Kingston Aviation
Name:
Gordon Jefferson
Transcript: 6
Roy Chaplin
 

Born in 1899, ‘Roy’Chaplin was a former pupil of Tiffin School, Kingston and went on to read engineering at London University. He served in France with the Royal Engineers during World War One and finally joined the H.G. Hawker Engineering Company in 1926. He went on to become Sydney Camm’s right hand man in the Design Department, working with him on all new aircraft designs and even leading (and changing) the Hawker Hurricane project at one point in the 1930s when Camm was forced to go into hospital.

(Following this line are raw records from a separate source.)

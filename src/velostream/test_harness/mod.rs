//! Embedded broker test harness
//!
//! Runs code against a throwaway coordination service and broker:
//!
//! ```text
//! with_zookeeper ──► temp dataDir, clientPort=0 ──► zookeeper_connect scoped
//!   └─ with_broker ──► temp log.dir, port=0     ──► bootstrap servers + client scoped
//!        └─ body: KafkaConsumer / KafkaProducer see the scoped settings
//! ```
//!
//! [`with_test_broker`] nests both scopes over the in-process
//! [`MemoryBackend`]. With the `kafka` feature, `ContainerBackend` runs the
//! same scopes against Zookeeper and Kafka containers. Other backends plug
//! in through [`EmbeddedBackend`].

#[cfg(feature = "kafka")]
pub mod container;
pub mod error;
pub mod infra;
pub mod memory;

// Re-export main types for convenience
pub use error::{TestHarnessError, TestHarnessResult};
pub use infra::{
    EmbeddedBackend, EmbeddedService, ServiceGuard, with_broker, with_test_broker,
    with_zookeeper,
};
pub use memory::{MemoryBackend, MemoryBroker, MemoryClient, MemoryCoordinator};
#[cfg(feature = "kafka")]
pub use container::{ContainerBackend, ContainerService, with_container_broker};
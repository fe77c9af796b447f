//! Channel diff.

use crate::common::{build_set_actions, build_update_action};
use draftsync_types::{Channel, ChannelAction, ChannelDraft};

/// Builds the ordered update actions that move `old` to the state of `new`:
/// name, description, then one `removeRoles` per dropped role and one
/// `addRoles` per new role.
pub fn build_channel_actions(old: &Channel, new: &ChannelDraft) -> Vec<ChannelAction> {
    let mut actions = Vec::new();
    actions.extend(build_update_action(&old.name, &new.name, || {
        ChannelAction::ChangeName {
            name: new.name.clone(),
        }
    }));
    actions.extend(build_update_action(&old.description, &new.description, || {
        ChannelAction::ChangeDescription {
            description: new.description.clone(),
        }
    }));
    actions.extend(build_set_actions(
        &old.roles,
        &new.roles,
        |a, b| a == b,
        |role| ChannelAction::RemoveRoles { roles: vec![*role] },
        |role| ChannelAction::AddRoles { roles: vec![*role] },
    ));
    actions
}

Although Sydney Camm was the dominant partner, the two forged a close and highly successful working relationship. Chaplin very much admired Camm and said that although he was an engineer, “he was first and foremost an artist … with an outstanding eye for line”. 

Roy Chaplin became company Chief Designer in 1957 and retired in 1963. He died in 1989. Gordon here reflects on Chaplin’s character and how his ‘good cop, bad cop’ way of working together with Sydney Camm proved so effective. 

You knew Chaplin as well didn’t you, Roy Chaplin?

Yes. Chaplin was a very easy going chap and of course he was the ‘soft’ side of the system with Sir Sidney as ‘hard as rock’. Chaplin keeping everything nice and smooth at the next level.

So in a way they had a kind of a ‘good cop, bad cop’ thing going?

Almost, yes. But Chaplin, I don’t think got much credit for what he must have put into the system. He was an easy chap to talk to. And, I remember one day, I think we were going to Boscombe together, or somewhere like that. And I thought to myself, Chaplin was driving behind me in his car, and I thought I’d better drive very carefully. And in those days you used hand signals, so I made all the right signals before I did anything and when we got there he said to me, ‘How long have you been driving’? I said oh, God knows ten years or something’. He said, ‘You make an awful lot of hand signals’. And I said to him, ‘I am only trying to impress you’. And he thought that was very funny.  So I was on those terms with him.

You said that he had a favourite expression that he used to use?

Well he used to say to me, ‘It looks bloody awful’ and then a grin would come on his face and say, ‘But it feels nice.’ And that was a sort of light hearted side of Chaplin and of course he ended up with a heart attack.

Oh did he?

And that set him back. I think he had a heart attack. He went to the island of Ré, is it, on the west coast of France for a holiday and when he came back he wasn’t very well. ‘Cause he could bound up the stairs to the office two at a time, he was very energetic. Because when he had the heart attack he could barely get up one. And then he retired early. I am pretty sure he died a couple of years earlier than he would normally have done. It knocked the stuffing out of him but he lived on quite a long time after that. He’s not with us now I don’t think.

No, no because he – I’ve seen photographs of his retirement actually and he does look like quite a –  he looks very kind of thin and drawn.

Pasty, he looked pasty faced yes, that’s true.

But he and Camm had a, they obviously did get on very well. And I mean some of the things I have read about him, he obviously admired Camm very much.

Oh, I don’t think there’s any doubt …

He said that …

 Any doubt about that. He certainly, we needed the other side you see. We’ve got Camm as the tough guy and Chaplin used to consider everything very carefully and an easy chap to talk to. And he wasn’t ‘pig headed’ or anything like that.

So what was he doing when you came into the Design Office in 1946?

What Camm?

Chaplin.

Chaplin. Well Chaplin was just Camm’s assistant, his number two, yes. And he must have been  number two to some extent during the War, I suppose. But of course I came in after that war was all over and we were working on the first jet.

But he didn’t come round the boards, not like Sir Sidney. I don’t recall Chaplin ever really coming, because he’d be just as interested as what was going on in the other bits of the organisation, the design bits. Whereas I think Sir Sidney came mostly into either the Project Office which I am sure he visited every day and the Drawing Office, Experimental Drawing Office that’s where the first hardware would be produced. Chaplin was more involved with the administrative side, the pure administrative side of the design business which there was quite a bit to do of course.